Answer:
L = (μ₀ × N² × A) / (2π × r)
Explanation:
To determine the self-inductance of a toroidal coil with N turns of wire wound on an air frame with mean radius r, we can use the following formula:
L = (μ₀ × N² × A) / (2π × r)
Where:
L is the self-inductance of the coil (in henries, H)
μ₀ is the permeability of free space (4π × 10⁻⁷ H/m)
N is the number of turns in the coil
A is the cross-sectional area of the toroid (in m²)
r is the mean radius of the toroid (in m)

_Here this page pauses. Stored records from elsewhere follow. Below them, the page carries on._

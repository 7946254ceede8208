//! Template engine for endpoint responses.
//!
//! Every endpoint gets three Handlebars templates (status, headers, body)
//! registered in one shared registry, so all of them see the same helper
//! namespace. Templates are compiled at load time and only read afterwards.

use crate::endpoint::MockEndpoint;
use crate::error::{LoadError, RenderError, RenderStage};
use crate::kvstore::KvStore;
use crate::matcher::MatchResult;
use crate::request::CapturedRequest;
use base64::Engine;
use handlebars::{
    handlebars_helper, Context, Handlebars, Helper, HelperDef, RenderContext, RenderErrorReason,
    ScopedJson,
};
use hyper::StatusCode;
use serde::Serialize;
use serde_json::Value;
use std::collections::HashMap;
use std::path::PathBuf;
use std::sync::Arc;

/// Data every response template is rendered against.
#[derive(Debug, Clone, Default, Serialize)]
pub struct ResponseTemplateData {
    #[serde(rename = "RequestPathParams")]
    pub path_params: HashMap<String, String>,
    /// First value of each query parameter
    #[serde(rename = "RequestQueryParams")]
    pub query_params: HashMap<String, String>,
    #[serde(rename = "RequestBody")]
    pub body: String,
    /// Request body decoded as JSON, when it is JSON
    #[serde(rename = "RequestBodyJSONData")]
    pub body_json: Option<Value>,
    #[serde(rename = "RequestURL")]
    pub url: String,
    #[serde(rename = "RequestPath")]
    pub path: String,
    #[serde(rename = "RequestHost")]
    pub host: String,
    #[serde(rename = "RequestMethod")]
    pub method: String,
    /// First value of each header, lower-cased names
    #[serde(rename = "RequestHeaders")]
    pub headers: HashMap<String, String>,
}

impl ResponseTemplateData {
    pub fn new(request: &CapturedRequest, matched: &MatchResult) -> Self {
        let query_params = request
            .query_params()
            .into_iter()
            .filter_map(|(name, values)| values.into_iter().next().map(|v| (name, v)))
            .collect();
        let body = request.body_str().unwrap_or_default();
        let body_json = serde_json::from_str(&body).ok();

        Self {
            path_params: matched.path_params.clone(),
            query_params,
            body,
            body_json,
            url: request.url.clone(),
            path: request.path.clone(),
            host: request.host.clone().unwrap_or_default(),
            method: request.method.clone(),
            headers: request.flat_headers(),
        }
    }
}

/// Output of rendering one endpoint.
#[derive(Debug, Clone, PartialEq)]
pub struct RenderedResponse {
    pub status: StatusCode,
    /// Headers in the order the header block declared them
    pub headers: Vec<(String, String)>,
    pub body: Vec<u8>,
}

/// Template engine for rendering endpoint responses.
pub struct TemplateEngine {
    handlebars: Handlebars<'static>,
    body_files_dir: Option<PathBuf>,
}

fn template_name(endpoint_id: &str, stage: RenderStage) -> String {
    format!("{}#{}", endpoint_id, stage)
}

impl TemplateEngine {
    /// Create an engine with the full helper namespace.
    ///
    /// `endpoint_ids` backs the `endpoint_ids` helper; `kv` backs the `kv_*`
    /// helpers.
    pub fn new(
        kv: Arc<dyn KvStore>,
        endpoint_ids: Vec<String>,
        body_files_dir: Option<PathBuf>,
    ) -> Self {
        let mut handlebars = Handlebars::new();

        // Generic helpers
        handlebars.register_helper("json", Box::new(json_helper));
        handlebars.register_helper("to_json", Box::new(to_json_helper));
        handlebars.register_helper("uuid", Box::new(uuid_helper));
        handlebars.register_helper("now", Box::new(now_helper));
        handlebars.register_helper("random", Box::new(random_helper));
        handlebars.register_helper("default", Box::new(default_helper));
        handlebars.register_helper("upper", Box::new(upper_helper));
        handlebars.register_helper("lower", Box::new(lower_helper));
        handlebars.register_helper("trim", Box::new(trim));
        handlebars.register_helper("replace", Box::new(replace));
        handlebars.register_helper("concat", Box::new(concat_helper));
        handlebars.register_helper("add_int", Box::new(add_int_helper));
        handlebars.register_helper("sub_int", Box::new(sub_int_helper));
        handlebars.register_helper("b64enc", Box::new(b64enc));
        handlebars.register_helper("b64dec", Box::new(b64dec_helper));

        // Store bindings
        for op in [KvOp::Get, KvOp::Put, KvOp::Add, KvOp::Remove, KvOp::Lookup] {
            handlebars.register_helper(
                op.helper_name(),
                Box::new(KvHelper {
                    op,
                    store: Arc::clone(&kv),
                }),
            );
        }
        handlebars.register_helper(
            "endpoint_ids",
            Box::new(EndpointIdsHelper {
                ids: Value::from(endpoint_ids),
            }),
        );

        // Don't escape HTML by default (we're not rendering HTML)
        handlebars.register_escape_fn(handlebars::no_escape);

        Self {
            handlebars,
            body_files_dir,
        }
    }

    /// Compile the status, headers and body templates of `endpoint`.
    ///
    /// Body files are read here, once.
    pub fn compile(&mut self, endpoint: &MockEndpoint) -> Result<(), LoadError> {
        let response = &endpoint.response;

        let body = match (&response.body, &response.body_file) {
            (Some(_), Some(_)) => {
                return Err(LoadError::BodyAndBodyFile {
                    endpoint_id: endpoint.id.clone(),
                })
            }
            (Some(body), None) => Some(body.clone()),
            (None, Some(file)) => {
                let path = match &self.body_files_dir {
                    Some(dir) => dir.join(file),
                    None => file.clone(),
                };
                let content =
                    std::fs::read_to_string(&path).map_err(|source| LoadError::BodyFile {
                        endpoint_id: endpoint.id.clone(),
                        path: path.clone(),
                        source,
                    })?;
                Some(content)
            }
            (None, None) => None,
        };

        self.register(endpoint, RenderStage::Status, &response.status)?;
        if let Some(headers) = &response.headers {
            self.register(endpoint, RenderStage::Headers, headers)?;
        }
        if let Some(body) = &body {
            self.register(endpoint, RenderStage::Body, body)?;
        }
        Ok(())
    }

    fn register(
        &mut self,
        endpoint: &MockEndpoint,
        stage: RenderStage,
        source: &str,
    ) -> Result<(), LoadError> {
        self.handlebars
            .register_template_string(&template_name(&endpoint.id, stage), source)
            .map_err(|source| LoadError::Template {
                endpoint_id: endpoint.id.clone(),
                stage,
                source: Box::new(source),
            })
    }

    fn render_stage(
        &self,
        endpoint: &MockEndpoint,
        stage: RenderStage,
        data: &ResponseTemplateData,
    ) -> Result<Option<String>, RenderError> {
        let name = template_name(&endpoint.id, stage);
        if !self.handlebars.has_template(&name) {
            return Ok(None);
        }
        self.handlebars
            .render(&name, data)
            .map(Some)
            .map_err(|e| RenderError::new(&endpoint.id, stage, e.to_string()))
    }

    /// Render headers, then status, then body.
    pub fn render(
        &self,
        endpoint: &MockEndpoint,
        data: &ResponseTemplateData,
    ) -> Result<RenderedResponse, RenderError> {
        let headers = match self.render_stage(endpoint, RenderStage::Headers, data)? {
            Some(block) => parse_header_block(&block)
                .map_err(|e| RenderError::new(&endpoint.id, RenderStage::Headers, e))?,
            None => Vec::new(),
        };

        // Every compiled endpoint has a status template
        let status_text = self
            .render_stage(endpoint, RenderStage::Status, data)?
            .ok_or_else(|| {
                RenderError::new(&endpoint.id, RenderStage::Status, "endpoint has no compiled templates")
            })?;
        let status = parse_status(&status_text)
            .map_err(|e| RenderError::new(&endpoint.id, RenderStage::Status, e))?;

        let body = self
            .render_stage(endpoint, RenderStage::Body, data)?
            .map(String::into_bytes)
            .unwrap_or_default();

        Ok(RenderedResponse {
            status,
            headers,
            body,
        })
    }
}

fn parse_status(text: &str) -> Result<StatusCode, String> {
    let trimmed = text.trim();
    let code: u16 = trimmed
        .parse()
        .map_err(|_| format!("'{}' is not a valid status code", trimmed))?;
    StatusCode::from_u16(code).map_err(|_| format!("'{}' is not a valid status code", trimmed))
}

/// Parse a rendered header block (a YAML map) into name/value pairs.
fn parse_header_block(block: &str) -> Result<Vec<(String, String)>, String> {
    if block.trim().is_empty() {
        return Ok(Vec::new());
    }

    let mapping: serde_yaml::Mapping = serde_yaml::from_str(block)
        .map_err(|e| format!("header block is not a YAML map: {}", e))?;

    mapping
        .into_iter()
        .map(|(name, value)| {
            let name = scalar_to_string(name).ok_or("header names must be scalars")?;
            let value = scalar_to_string(value)
                .ok_or_else(|| format!("header '{}' must have a scalar value", name))?;
            Ok((name, value))
        })
        .collect()
}

fn scalar_to_string(value: serde_yaml::Value) -> Option<String> {
    match value {
        serde_yaml::Value::String(s) => Some(s),
        serde_yaml::Value::Number(n) => Some(n.to_string()),
        serde_yaml::Value::Bool(b) => Some(b.to_string()),
        serde_yaml::Value::Null => Some(String::new()),
        _ => None,
    }
}

/// Store operations exposed as helpers.
#[derive(Debug, Clone, Copy)]
enum KvOp {
    Get,
    Put,
    Add,
    Remove,
    Lookup,
}

impl KvOp {
    fn helper_name(&self) -> &'static str {
        match self {
            KvOp::Get => "kv_get",
            KvOp::Put => "kv_put",
            KvOp::Add => "kv_add",
            KvOp::Remove => "kv_remove",
            KvOp::Lookup => "kv_lookup",
        }
    }
}

struct KvHelper {
    op: KvOp,
    store: Arc<dyn KvStore>,
}

/// String form of parameter `idx`; JSON values are serialized.
fn string_param(h: &Helper, idx: usize, helper: &str) -> Result<String, handlebars::RenderError> {
    let value = h.param(idx).map(|p| p.value()).ok_or_else(|| {
        RenderErrorReason::Other(format!("{}: missing parameter {}", helper, idx + 1))
    })?;
    Ok(match value {
        Value::String(s) => s.clone(),
        other => other.to_string(),
    })
}

impl HelperDef for KvHelper {
    fn call_inner<'reg: 'rc, 'rc>(
        &self,
        h: &Helper<'rc>,
        _: &'reg Handlebars<'reg>,
        _: &'rc Context,
        _: &mut RenderContext<'reg, 'rc>,
    ) -> Result<ScopedJson<'rc>, handlebars::RenderError> {
        let name = self.op.helper_name();
        let key = string_param(h, 0, name)?;
        let result = match self.op {
            KvOp::Get => self.store.get(&key),
            KvOp::Put => {
                let value = string_param(h, 1, name)?;
                self.store.put(&key, &value).map(|_| None)
            }
            KvOp::Add => {
                let path = string_param(h, 1, name)?;
                let value = string_param(h, 2, name)?;
                self.store.add(&key, &path, &value).map(|_| None)
            }
            KvOp::Remove => {
                let path = string_param(h, 1, name)?;
                self.store.remove(&key, &path).map(|_| None)
            }
            KvOp::Lookup => {
                let expression = string_param(h, 1, name)?;
                self.store.lookup(&key, &expression)
            }
        };

        match result {
            Ok(Some(value)) => Ok(ScopedJson::Derived(value)),
            Ok(None) => Ok(ScopedJson::Derived(match self.op {
                KvOp::Get | KvOp::Lookup => Value::Null,
                _ => Value::String(String::new()),
            })),
            Err(e) => Err(RenderErrorReason::Other(format!("{}: {}", name, e)).into()),
        }
    }
}

struct EndpointIdsHelper {
    ids: Value,
}

impl HelperDef for EndpointIdsHelper {
    fn call_inner<'reg: 'rc, 'rc>(
        &self,
        _: &Helper<'rc>,
        _: &'reg Handlebars<'reg>,
        _: &'rc Context,
        _: &mut RenderContext<'reg, 'rc>,
    ) -> Result<ScopedJson<'rc>, handlebars::RenderError> {
        Ok(ScopedJson::Derived(self.ids.clone()))
    }
}
#[cfg(test)]
mod tests {
    use super::*;
    use http_body_util::BodyExt;
    use serde_json::Value;

    const CONFIG: &str = r#"
mocks:
  - name: fallthrough
    endpoints:
      - id: plain-a
        request:
          path: /a
        response:
          body: "A"
      - id: header-b
        priority: 1
        request:
          path: /a
          headers:
            X: "1"
        response:
          body: "B"

  - name: users
    endpoints:
      - id: get-user
        request:
          path: /users/{id}
        response:
          headers: |
            Content-Type: application/json
          body: '{"id": "{{RequestPathParams.id}}"}'
      - id: create-user
        request:
          method: POST
          path: /users
        response:
          status: "201"
          headers: |
            Location: /users/{{RequestBodyJSONData.id}}
          body: "{{kv_put (concat \"user-\" RequestBodyJSONData.id) RequestBody}}"
      - id: stored-user
        request:
          path: /stored/{id}
        response:
          body: '{{kv_lookup (concat "user-" RequestPathParams.id) "$.name"}}'
      - id: coded
        request:
          path: /coded
        response:
          status: "{{RequestQueryParams.code}}"
"#;

    fn server() -> MockServer {
        MockServer::from_config(&MockServerConfig::from_yaml(CONFIG).unwrap()).unwrap()
    }

    fn get(uri: &str) -> Request<Full<Bytes>> {
        Request::builder().uri(uri).body(Full::new(Bytes::new())).unwrap()
    }

    async fn body_text(response: Response<Full<Bytes>>) -> String {
        let bytes = response.into_body().collect().await.unwrap().to_bytes();
        String::from_utf8(bytes.to_vec()).unwrap()
    }

    #[tokio::test]
    async fn test_priority_fallthrough_end_to_end() {
        let server = server();

        let with_header = Request::builder()
            .uri("/a")
            .header("X", "1")
            .body(Full::new(Bytes::new()))
            .unwrap();
        let response = server.handle(with_header).await;
        assert_eq!(response.headers()["endpoint-id"], "header-b");
        assert_eq!(body_text(response).await, "B");

        let response = server.handle(get("/a")).await;
        assert_eq!(response.status(), StatusCode::OK);
        assert_eq!(response.headers()["endpoint-id"], "plain-a");
        assert_eq!(body_text(response).await, "A");
    }

    #[tokio::test]
    async fn test_path_param_rendering_and_record() {
        let server = server();
        let response = server.handle(get("/users/7")).await;
        assert_eq!(response.status(), StatusCode::OK);
        assert_eq!(response.headers()["content-type"], "application/json");
        assert_eq!(body_text(response).await, r#"{"id": "7"}"#);

        let matches = server.recorder().store().get_matches("get-user").await.unwrap();
        assert_eq!(matches.len(), 1);
        assert_eq!(matches[0].request.url, "/users/7");
        assert_eq!(matches[0].actual_response.status, 200);
        assert_eq!(matches[0].actual_response.headers["endpoint-id"], "get-user");
    }

    #[tokio::test]
    async fn test_backfill_uses_rendered_status() {
        let server = server();
        let create = Request::builder()
            .method("POST")
            .uri("/users")
            .body(Full::new(Bytes::from(r#"{"id":"9","name":"ann"}"#)))
            .unwrap();
        let response = server.handle(create).await;
        assert_eq!(response.status(), StatusCode::CREATED);
        assert_eq!(response.headers()["location"], "/users/9");

        let matches = server.recorder().store().get_matches("create-user").await.unwrap();
        assert_eq!(matches[0].actual_response.status, 201);
        assert_eq!(matches[0].actual_response.headers["location"], "/users/9");

        // The stored document is visible to later requests
        let response = server.handle(get("/stored/9")).await;
        assert_eq!(body_text(response).await, "ann");
    }

    #[tokio::test]
    async fn test_render_error_is_500_and_recorded() {
        let server = server();

        let response = server.handle(get("/coded?code=202")).await;
        assert_eq!(response.status(), StatusCode::ACCEPTED);

        let response = server.handle(get("/coded?code=abc")).await;
        assert_eq!(response.status(), StatusCode::INTERNAL_SERVER_ERROR);
        assert_eq!(response.headers()["endpoint-id"], "coded");
        assert!(body_text(response).await.contains("failed to render status for endpoint 'coded'"));

        let statuses: Vec<u16> = server
            .recorder()
            .store()
            .get_matches("coded")
            .await
            .unwrap()
            .iter()
            .map(|m| m.actual_response.status)
            .collect();
        assert_eq!(statuses, vec![202, 500]);
    }

    #[tokio::test]
    async fn test_mismatch_is_404_and_recorded() {
        let server = server();
        let response = server.handle(get("/users/7/posts")).await;
        assert_eq!(response.status(), StatusCode::NOT_FOUND);

        let body: Value = serde_json::from_str(&body_text(response).await).unwrap();
        assert_eq!(body["error"], "not_found");
        assert!(body["message"]
            .as_str()
            .unwrap()
            .contains("path '/users/7/posts' not matched"));

        let mismatches = server.recorder().store().get_mismatches().await.unwrap();
        assert_eq!(mismatches.len(), 1);
        assert_eq!(mismatches[0].request.url, "/users/7/posts");
    }

    #[tokio::test]
    async fn test_count_only_matches() {
        let yaml = format!("settings:\n  matches_count_only: true\n{}", CONFIG);
        let server = MockServer::from_config(&MockServerConfig::from_yaml(&yaml).unwrap()).unwrap();

        for _ in 0..3 {
            server.handle(get("/a")).await;
        }
        server.handle(get("/nowhere")).await;

        let store = server.recorder().store();
        assert!(store.get_matches("plain-a").await.unwrap().is_empty());
        assert_eq!(store.get_matches_count("plain-a").await.unwrap(), 3);
        assert_eq!(store.get_mismatches().await.unwrap().len(), 1);
    }

    #[tokio::test]
    async fn test_admin_routes_are_not_matched() {
        let server = server();
        server.handle(get("/users/1")).await;

        let response = server.handle(get("/__admin/matches/get-user/count")).await;
        assert_eq!(body_text(response).await, r#"{"count":1}"#);

        let response = server.handle(get("/__admin/endpoints")).await;
        let ids: Vec<String> = serde_json::from_str(&body_text(response).await).unwrap();
        assert_eq!(ids.len(), 6);
        assert!(ids.contains(&"coded".to_string()));

        assert_eq!(server.recorder().store().get_mismatches_count().await.unwrap(), 0);
    }

    #[tokio::test]
    async fn test_reload_swaps_endpoints() {
        let server = server();
        let next = MockServerConfig::from_yaml(
            r#"
mocks:
  - name: next
    endpoints:
      - id: only
        request:
          path: /only
        response:
          body: "only"
"#,
        )
        .unwrap();
        server.reload(&next).await.unwrap();
        assert_eq!(server.endpoint_ids().await, vec!["only".to_string()]);
        assert_eq!(server.handle(get("/a")).await.status(), StatusCode::NOT_FOUND);

        // A failed reload keeps what is being served
        let broken = MockServerConfig::from_yaml(
            r#"
mocks:
  - name: broken
    endpoints:
      - request:
          path: /x
          body: "("
"#,
        )
        .unwrap();
        assert!(server.reload(&broken).await.is_err());
        let response = server.handle(get("/only")).await;
        assert_eq!(body_text(response).await, "only");
    }

    #[tokio::test]
    async fn test_match_request_and_respond_pair() {
        let server = server();
        let (parts, _) = get("/users/3").into_parts();
        let request = CapturedRequest::from_parts(&parts, Some(Bytes::new()));

        let matched = server.match_request(&request).await.unwrap();
        assert_eq!(matched.result().path_params["id"], "3");
        let response = server.respond(&request, matched).await;
        assert_eq!(body_text(response).await, r#"{"id": "3"}"#);
    }

    #[tokio::test]
    async fn test_respond_uses_snapshot_of_match() {
        let server = MockServer::from_config(
            &MockServerConfig::from_yaml(
                r#"
mocks:
  - name: old
    endpoints:
      - id: teapot
        request:
          path: /x
        response:
          status: "418"
          body: "OLD"
"#,
            )
            .unwrap(),
        )
        .unwrap();
        let (parts, _) = get("/x").into_parts();
        let request = CapturedRequest::from_parts(&parts, Some(Bytes::new()));
        let matched = server.match_request(&request).await.unwrap();

        server
            .reload(&MockServerConfig::from_yaml("mocks: []").unwrap())
            .await
            .unwrap();

        let response = server.respond(&request, matched).await;
        assert_eq!(response.status(), StatusCode::IM_A_TEAPOT);
        assert_eq!(body_text(response).await, "OLD");

        let matches = server.recorder().store().get_matches("teapot").await.unwrap();
        assert_eq!(matches[0].actual_response.status, 418);

        let mismatch = server.match_request(&request).await.err().unwrap();
        assert!(mismatch.to_string().contains("path '/x' not matched"));
    }
}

Here's the step-by-step derivation:
Consider a toroidal coil with N turns of wire wound on an air frame with mean radius r.
The magnetic field inside the toroid is uniform and confined within the coil. The field outside the toroid is negligible.
The magnetic flux density (B) inside the toroid is given by:
B = (μ₀ × N × I) / (2π × r)
where I is the current flowing through the coil (in amperes, A).
The total magnetic flux (Φ) through the coil is the product of the magnetic flux density and the cross-sectional area (A) of the toroid:
Φ = B × A = (μ₀ × N × I × A) / (2π × r)
The self-inductance (L) of the coil is defined as the ratio of the total magnetic flux to the current:
L = Φ / I = (μ₀ × N × A) / (2π × r)
Simplifying the equation, we get:
L = (μ₀ × N² × A) / (2π × r)
Therefore, the self-inductance of a toroidal coil with N turns of wire wound on an air frame with mean radius r is given by:
L = (μ₀ × N² × A) / (2π × r)
Note that this equation assumes an ideal toroid with a uniform magnetic field and no leakage flux. In practice, the actual self-inductance may deviate slightly from this theoretical value due to factors such as the finite thickness of the wire and the presence of small gaps between the turns.